In the span of five seconds, of course, he had communicated everything he wanted and needed to. Brutal efficiency. I don’t inquire further, simply because I don’t need to. We may have been doing just fine in the class, but in the world of fantasy football, the most important thing in Josh’s life, he was in a rough place.
As a casual enjoyer of fantasy football, I can’t say I let it get to me that much. I mean, I forget to even set my lineup half the time. I can’t say the same for my friend here. For about a month afterwards, Pittsburgh Steelers receiver Antonio Brown had effectively ruined Josh’s sports life, and the team he liked didn’t play his team once in that span. I didn’t really get it at the time, and to be quite honest, I still don’t. And then, like the flip of a switch, everything took a turn for the better.
It’s now mid-December. The last week before classes. Josh walks into class. It’s 7:47 in the morning. He shows me, with beaming pride, that he has replaced his morning coffee with a 30 oz Yeti tumbler of pretty low quality champagne. Josh and I are both eighteen years old. I still have no idea where he got the champagne. He offers me a sip, which I politely decline. Even in pre-COVID times, I wasn’t about the “drinking out of other people’s cups” lifestyle. It’s gross.
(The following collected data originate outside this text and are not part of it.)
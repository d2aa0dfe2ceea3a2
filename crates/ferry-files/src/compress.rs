//! Streaming Zstandard compression.
//!
//! One [`StreamCompressor`] spans a whole file: chunks are pushed in as they
//! are read and compressed bytes are drained after every push, so memory use
//! stays bounded regardless of file size. Restore pulls through
//! [`decompressing_reader`] symmetrically.

use std::fs::File;
use std::io::{self, BufReader, Read, Write};
use std::path::Path;

/// Default compression level (good balance of speed and ratio)
pub const DEFAULT_COMPRESSION_LEVEL: i32 = 3;

/// Maximum compression level (best ratio, slowest)
pub const MAX_COMPRESSION_LEVEL: i32 = 22;

/// Name recorded for zstd-compressed artifacts.
pub const ZSTD: &str = "zstd";

/// Known signatures of already-compressed formats.
const FORMAT_MAGIC: &[(&[u8], &str)] = &[
    (b"(\xb5/\xfd", "zstd"),
    (b"\x1f\x8b", "gzip"),
    (b"BZh", "bzip2"),
    (b"\xfd7zXZ\x00", "xz"),
    (b"PK\x03\x04", "zip"),
    (b"Rar!\x1a\x07\x00", "rar4"),
    (b"Rar!\x1a\x07\x01\x00", "rar5"),
    (b"7z\xbc\xaf\x27\x1c", "7z"),
    (b"LZIP", "lzip"),
    (b"\x04\x22\x4d\x18", "lz4"),
    (b"\x60\xea", "arj"),
    (b"ZOO ", "zoo"),
    (b"MAr0\x00", "mar"),
    (b"DMS!", "dms"),
    (b"-lh", "lha"),
    (b"\x1a\x0b", "pak"),
];

const MAX_MAGIC_LEN: usize = 8;

/// Identify an already-compressed format from the first bytes of a file.
#[must_use]
pub fn detect_format(prefix: &[u8]) -> Option<&'static str> {
    FORMAT_MAGIC
        .iter()
        .find(|(magic, _)| prefix.starts_with(magic))
        .map(|(_, name)| *name)
}

/// Sniff a file on disk for a compressed-format signature.
///
/// # Errors
///
/// Returns an error if the file cannot be opened or read.
pub fn sniff_file(path: &Path) -> io::Result<Option<&'static str>> {
    let mut prefix = Vec::with_capacity(MAX_MAGIC_LEN);
    File::open(path)?
        .take(MAX_MAGIC_LEN as u64)
        .read_to_end(&mut prefix)?;
    Ok(detect_format(&prefix))
}

/// Push-based zstd compressor spanning one stream.
pub struct StreamCompressor {
    encoder: zstd::stream::write::Encoder<'static, Vec<u8>>,
}

impl StreamCompressor {
    /// Create a compressor. The level is clamped to 1..=22.
    ///
    /// # Errors
    ///
    /// Returns an error if the zstd context cannot be created.
    pub fn new(level: i32) -> io::Result<Self> {
        let level = level.clamp(1, MAX_COMPRESSION_LEVEL);
        let mut encoder = zstd::stream::write::Encoder::new(Vec::new(), level)?;
        encoder.include_checksum(true)?;
        Ok(Self { encoder })
    }

    /// Feed a chunk and return whatever compressed output is ready.
    ///
    /// The returned buffer may be empty while zstd accumulates input.
    ///
    /// # Errors
    ///
    /// Returns an error if compression fails.
    pub fn compress_chunk(&mut self, chunk: &[u8]) -> io::Result<Vec<u8>> {
        self.encoder.write_all(chunk)?;
        Ok(std::mem::take(self.encoder.get_mut()))
    }

    /// End the frame and return the remaining compressed output.
    ///
    /// # Errors
    ///
    /// Returns an error if the frame cannot be completed.
    pub fn finish(self) -> io::Result<Vec<u8>> {
        self.encoder.finish()
    }
}

/// Wrap a reader so it yields decompressed bytes.
///
/// Concatenated frames are decoded until `inner` reaches end of stream; a
/// stream ending mid-frame is an error.
///
/// # Errors
///
/// Returns an error if the zstd context cannot be created.
pub fn decompressing_reader<R: Read>(
    inner: R,
) -> io::Result<zstd::stream::read::Decoder<'static, BufReader<R>>> {
    zstd::stream::read::Decoder::new(inner)
}

/// Calculate the compression ratio
#[must_use]
pub fn compression_ratio(original_size: u64, compressed_size: u64) -> f64 {
    if compressed_size == 0 {
        return 0.0;
    }
    original_size as f64 / compressed_size as f64
}

#[cfg(test)]
mod tests {
    use super::*;
    use tempfile::NamedTempFile;

    fn compress_all(data: &[u8], chunk: usize) -> Vec<u8> {
        let mut compressor = StreamCompressor::new(DEFAULT_COMPRESSION_LEVEL).unwrap();
        let mut out = Vec::new();
        for piece in data.chunks(chunk) {
            out.extend(compressor.compress_chunk(piece).unwrap());
        }
        out.extend(compressor.finish().unwrap());
        out
    }

    #[test]
    fn test_stream_roundtrip() {
        let data: Vec<u8> = (0..300_000u32).map(|i| (i % 97) as u8).collect();
        let compressed = compress_all(&data, 65536);
        assert!(compressed.len() < data.len());

        let mut out = Vec::new();
        decompressing_reader(compressed.as_slice())
            .unwrap()
            .read_to_end(&mut out)
            .unwrap();
        assert_eq!(out, data);
    }

    #[test]
    fn test_stream_is_single_frame() {
        let data = vec![b'a'; 500_000];
        let streamed = compress_all(&data, 4096);
        // A single frame decodes with the one-shot API too.
        assert_eq!(zstd::decode_all(streamed.as_slice()).unwrap(), data);
        assert!(streamed.starts_with(b"(\xb5/\xfd"));
    }

    #[test]
    fn test_empty_stream() {
        let compressed = compress_all(&[], 1024);
        let mut out = Vec::new();
        decompressing_reader(compressed.as_slice())
            .unwrap()
            .read_to_end(&mut out)
            .unwrap();
        assert!(out.is_empty());
    }

    #[test]
    fn test_truncated_frame_fails() {
        let data: Vec<u8> = (0..100_000u32).map(|i| (i * 31 % 256) as u8).collect();
        let compressed = compress_all(&data, 8192);
        let cut = &compressed[..compressed.len() / 2];

        let mut out = Vec::new();
        assert!(
            decompressing_reader(cut)
                .unwrap()
                .read_to_end(&mut out)
                .is_err()
        );
    }

    #[test]
    fn test_garbage_fails() {
        let mut out = Vec::new();
        assert!(
            decompressing_reader(&b"definitely not zstd data"[..])
                .unwrap()
                .read_to_end(&mut out)
                .is_err()
        );
    }

    #[test]
    fn test_detect_format() {
        assert_eq!(detect_format(b"\x1f\x8b\x08\x00"), Some("gzip"));
        assert_eq!(detect_format(b"(\xb5/\xfd\x00"), Some("zstd"));
        assert_eq!(detect_format(b"BZh91AY"), Some("bzip2"));
        assert_eq!(detect_format(b"PK\x03\x04rest"), Some("zip"));
        assert_eq!(detect_format(b"plain text"), None);
        assert_eq!(detect_format(b""), None);
    }

    #[test]
    fn test_sniff_file() {
        let mut gz = NamedTempFile::new().unwrap();
        gz.write_all(b"\x1f\x8b\x08\x00\x00\x00").unwrap();
        assert_eq!(sniff_file(gz.path()).unwrap(), Some("gzip"));

        let mut txt = NamedTempFile::new().unwrap();
        txt.write_all(b"hello").unwrap();
        assert_eq!(sniff_file(txt.path()).unwrap(), None);
    }

    #[test]
    fn test_level_clamped() {
        assert!(StreamCompressor::new(0).is_ok());
        assert!(StreamCompressor::new(100).is_ok());
    }

    #[test]
    fn test_compression_ratio() {
        assert!((compression_ratio(1000, 250) - 4.0).abs() < 0.01);
        assert_eq!(compression_ratio(10, 0), 0.0);
    }
}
The champagne on this occasion was for a combination of things. First, the semester of college was coming to a close. But that event paled in comparison to Josh winning his fantasy league. I guess 1,000+ articles can’t be wrong. The dude knew his stuff. The pain of losing to Antonio Brown by five fantasy points had given away to the pure euphoria of knowing you’re the best. Of winning a championship. And he was having honest-to-god sports-based human feelings about this whole thing. I didn’t get it, but it’s not for me.